Re: [Intel-gfx] [PATCH] drm/i915: avoid concurrent writes to aux_inv

Chris Wilson <chris@xxxxxxxxxxxxxxxxxx> · Wed, 02 Mar 2022 20:50:19 +0000

Quoting fei.yang@xxxxxxxxx (2022-03-02 18:26:57)
> From: Fei Yang <fei.yang@xxxxxxxxx>
> 
> GPU hangs have been observed when multiple engines write to the
> same aux_inv register at the same time. To avoid this each engine
> should only invalidate its own auxiliary table. The function
> gen12_emit_flush_xcs() currently invalidate the auxiliary table for
> all engines because the rq->engine is not necessarily the engine
> eventually carrying out the request, and potentially the engine
> could even be a virtual one (with engine->instance being -1).

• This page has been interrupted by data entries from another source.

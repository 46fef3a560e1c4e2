use std::path::PathBuf;
use std::sync::{Mutex, PoisonError};

use async_trait::async_trait;
use chrono::Duration;
use keyring::Entry;
use thiserror::Error;
use tracing::{debug, warn};

use super::jwt;
use crate::models::{TokenPair, User};

const SERVICE_NAME: &str = "storedesk";
const ACCESS_TOKEN_KEY: &str = "access_token";
const REFRESH_TOKEN_KEY: &str = "refresh_token";

#[derive(Error, Debug)]
pub enum CredentialError {
    #[error("Keychain error: {0}")]
    Keychain(#[from] keyring::Error),

    #[error("Failed to access user data file: {0}")]
    Io(#[from] std::io::Error),

    #[error("Failed to encode user data: {0}")]
    Serialization(#[from] serde_json::Error),
}

/// Async key-value capability holding the token pair and the cached user
/// profile. It is the only shared mutable state of the session layer.
#[async_trait]
pub trait CredentialStore: Send + Sync {
    async fn get_access_token(&self) -> Result<Option<String>, CredentialError>;

    async fn get_refresh_token(&self) -> Result<Option<String>, CredentialError>;

    /// Persist both tokens together.
    async fn save_tokens(&self, access: &str, refresh: &str) -> Result<(), CredentialError>;

    async fn clear_tokens(&self) -> Result<(), CredentialError>;

    async fn save_user_data(&self, user: &User) -> Result<(), CredentialError>;

    async fn get_user_data(&self) -> Result<Option<User>, CredentialError>;

    async fn clear_user_data(&self) -> Result<(), CredentialError>;

    /// True if the stored access token expires within `buffer_minutes`, or if
    /// there is no readable token at all.
    async fn is_token_expiring_soon(&self, buffer_minutes: i64) -> Result<bool, CredentialError> {
        Ok(match self.get_access_token().await? {
            Some(token) => jwt::expires_within(&token, Duration::minutes(buffer_minutes)),
            None => true,
        })
    }

    /// Admin flag derived from the cached profile.
    async fn get_is_admin(&self) -> Result<bool, CredentialError> {
        Ok(self
            .get_user_data()
            .await?
            .map(|u| u.is_admin())
            .unwrap_or(false))
    }

    /// Clear tokens and user data.
    async fn clear_all(&self) -> Result<(), CredentialError> {
        self.clear_tokens().await?;
        self.clear_user_data().await
    }
}

/// In-process store. Nothing survives a restart.
#[derive(Debug, Default)]
pub struct MemoryCredentialStore {
    tokens: Mutex<Option<TokenPair>>,
    user: Mutex<Option<User>>,
}

impl MemoryCredentialStore {
    pub fn new() -> Self {
        Self::default()
    }

    pub fn with_tokens(access: &str, refresh: &str) -> Self {
        let store = Self::default();
        *store.tokens.lock().unwrap_or_else(PoisonError::into_inner) = Some(TokenPair {
            access: access.to_string(),
            refresh: refresh.to_string(),
        });
        store
    }

    fn tokens(&self) -> Option<TokenPair> {
        self.tokens
            .lock()
            .unwrap_or_else(PoisonError::into_inner)
            .clone()
    }
}

#[async_trait]
impl CredentialStore for MemoryCredentialStore {
    async fn get_access_token(&self) -> Result<Option<String>, CredentialError> {
        Ok(self.tokens().map(|t| t.access))
    }

    async fn get_refresh_token(&self) -> Result<Option<String>, CredentialError> {
        Ok(self.tokens().map(|t| t.refresh))
    }

    async fn save_tokens(&self, access: &str, refresh: &str) -> Result<(), CredentialError> {
        *self.tokens.lock().unwrap_or_else(PoisonError::into_inner) = Some(TokenPair {
            access: access.to_string(),
            refresh: refresh.to_string(),
        });
        Ok(())
    }

    async fn clear_tokens(&self) -> Result<(), CredentialError> {
        *self.tokens.lock().unwrap_or_else(PoisonError::into_inner) = None;
        Ok(())
    }

    async fn save_user_data(&self, user: &User) -> Result<(), CredentialError> {
        *self.user.lock().unwrap_or_else(PoisonError::into_inner) = Some(user.clone());
        Ok(())
    }

    async fn get_user_data(&self) -> Result<Option<User>, CredentialError> {
        Ok(self.user.lock().unwrap_or_else(PoisonError::into_inner).clone())
    }

    async fn clear_user_data(&self) -> Result<(), CredentialError> {
        *self.user.lock().unwrap_or_else(PoisonError::into_inner) = None;
        Ok(())
    }
}

/// Tokens in the OS keychain, user profile in a JSON file.
pub struct KeyringCredentialStore {
    service: String,
    user_data_path: PathBuf,
}

impl KeyringCredentialStore {
    pub fn new(user_data_path: PathBuf) -> Self {
        Self::with_service(SERVICE_NAME, user_data_path)
    }

    pub fn with_service(service: &str, user_data_path: PathBuf) -> Self {
        Self {
            service: service.to_string(),
            user_data_path,
        }
    }

    fn entry(&self, key: &str) -> Result<Entry, CredentialError> {
        Ok(Entry::new(&self.service, key)?)
    }
}

/// Named secret slots, as the keychain exposes them.
trait SecretSlots {
    fn read(&self, key: &str) -> Result<Option<String>, CredentialError>;

    fn write(&self, key: &str, value: &str) -> Result<(), CredentialError>;

    fn delete(&self, key: &str) -> Result<(), CredentialError>;
}

impl SecretSlots for KeyringCredentialStore {
    fn read(&self, key: &str) -> Result<Option<String>, CredentialError> {
        match self.entry(key)?.get_password() {
            Ok(value) => Ok(Some(value)),
            Err(keyring::Error::NoEntry) => Ok(None),
            Err(e) => Err(e.into()),
        }
    }

    fn write(&self, key: &str, value: &str) -> Result<(), CredentialError> {
        Ok(self.entry(key)?.set_password(value)?)
    }

    fn delete(&self, key: &str) -> Result<(), CredentialError> {
        match self.entry(key)?.delete_credential() {
            Ok(()) | Err(keyring::Error::NoEntry) => Ok(()),
            Err(e) => Err(e.into()),
        }
    }
}

/// Write both tokens. If the refresh token cannot be written the previous
/// access token is put back, so the pair never mixes sessions.
fn save_token_pair(
    slots: &impl SecretSlots,
    access: &str,
    refresh: &str,
) -> Result<(), CredentialError> {
    let previous = slots.read(ACCESS_TOKEN_KEY)?;
    slots.write(ACCESS_TOKEN_KEY, access)?;

    if let Err(e) = slots.write(REFRESH_TOKEN_KEY, refresh) {
        let restored = match previous {
            Some(old) => slots.write(ACCESS_TOKEN_KEY, &old),
            None => slots.delete(ACCESS_TOKEN_KEY),
        };
        if let Err(restore) = restored {
            warn!(error = %restore, "Failed to roll back access token");
        }
        return Err(e);
    }
    Ok(())
}

#[async_trait]
impl CredentialStore for KeyringCredentialStore {
    async fn get_access_token(&self) -> Result<Option<String>, CredentialError> {
        self.read(ACCESS_TOKEN_KEY)
    }

    async fn get_refresh_token(&self) -> Result<Option<String>, CredentialError> {
        self.read(REFRESH_TOKEN_KEY)
    }

    async fn save_tokens(&self, access: &str, refresh: &str) -> Result<(), CredentialError> {
        save_token_pair(self, access, refresh)
    }

    async fn clear_tokens(&self) -> Result<(), CredentialError> {
        self.delete(ACCESS_TOKEN_KEY)?;
        self.delete(REFRESH_TOKEN_KEY)
    }

    async fn save_user_data(&self, user: &User) -> Result<(), CredentialError> {
        if let Some(parent) = self.user_data_path.parent() {
            std::fs::create_dir_all(parent)?;
        }
        let contents = serde_json::to_string_pretty(user)?;
        std::fs::write(&self.user_data_path, contents)?;
        Ok(())
    }

    async fn get_user_data(&self) -> Result<Option<User>, CredentialError> {
        if !self.user_data_path.exists() {
            return Ok(None);
        }
        let contents = std::fs::read_to_string(&self.user_data_path)?;
        match serde_json::from_str(&contents) {
            Ok(user) => Ok(Some(user)),
            Err(e) => {
                debug!(error = %e, "Ignoring unreadable user data file");
                Ok(None)
            }
        }
    }

    async fn clear_user_data(&self) -> Result<(), CredentialError> {
        if self.user_data_path.exists() {
            std::fs::remove_file(&self.user_data_path)?;
        }
        Ok(())
    }
}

> With this patch, auxiliary table invalidation is done only for the
> engine executing the request. And the mmio address for the aux_inv
> register is set after the engine instance becomes certain.
> 
> Signed-off-by: Chris Wilson <chris.p.wilson@xxxxxxxxx>
> Signed-off-by: Fei Yang <fei.yang@xxxxxxxxx>
> ---
>  drivers/gpu/drm/i915/gt/gen8_engine_cs.c      | 41 ++++---------------
>  .../drm/i915/gt/intel_execlists_submission.c  | 38 +++++++++++++++++
>  drivers/gpu/drm/i915/i915_request.h           |  2 +
>  3 files changed, 47 insertions(+), 34 deletions(-)
> 
> diff --git a/drivers/gpu/drm/i915/gt/gen8_engine_cs.c b/drivers/gpu/drm/i915/gt/gen8_engine_cs.c
> index b1b9c3fd7bf9..af62e2bc2c9b 100644
> --- a/drivers/gpu/drm/i915/gt/gen8_engine_cs.c
> +++ b/drivers/gpu/drm/i915/gt/gen8_engine_cs.c
> @@ -165,30 +165,6 @@ static u32 preparser_disable(bool state)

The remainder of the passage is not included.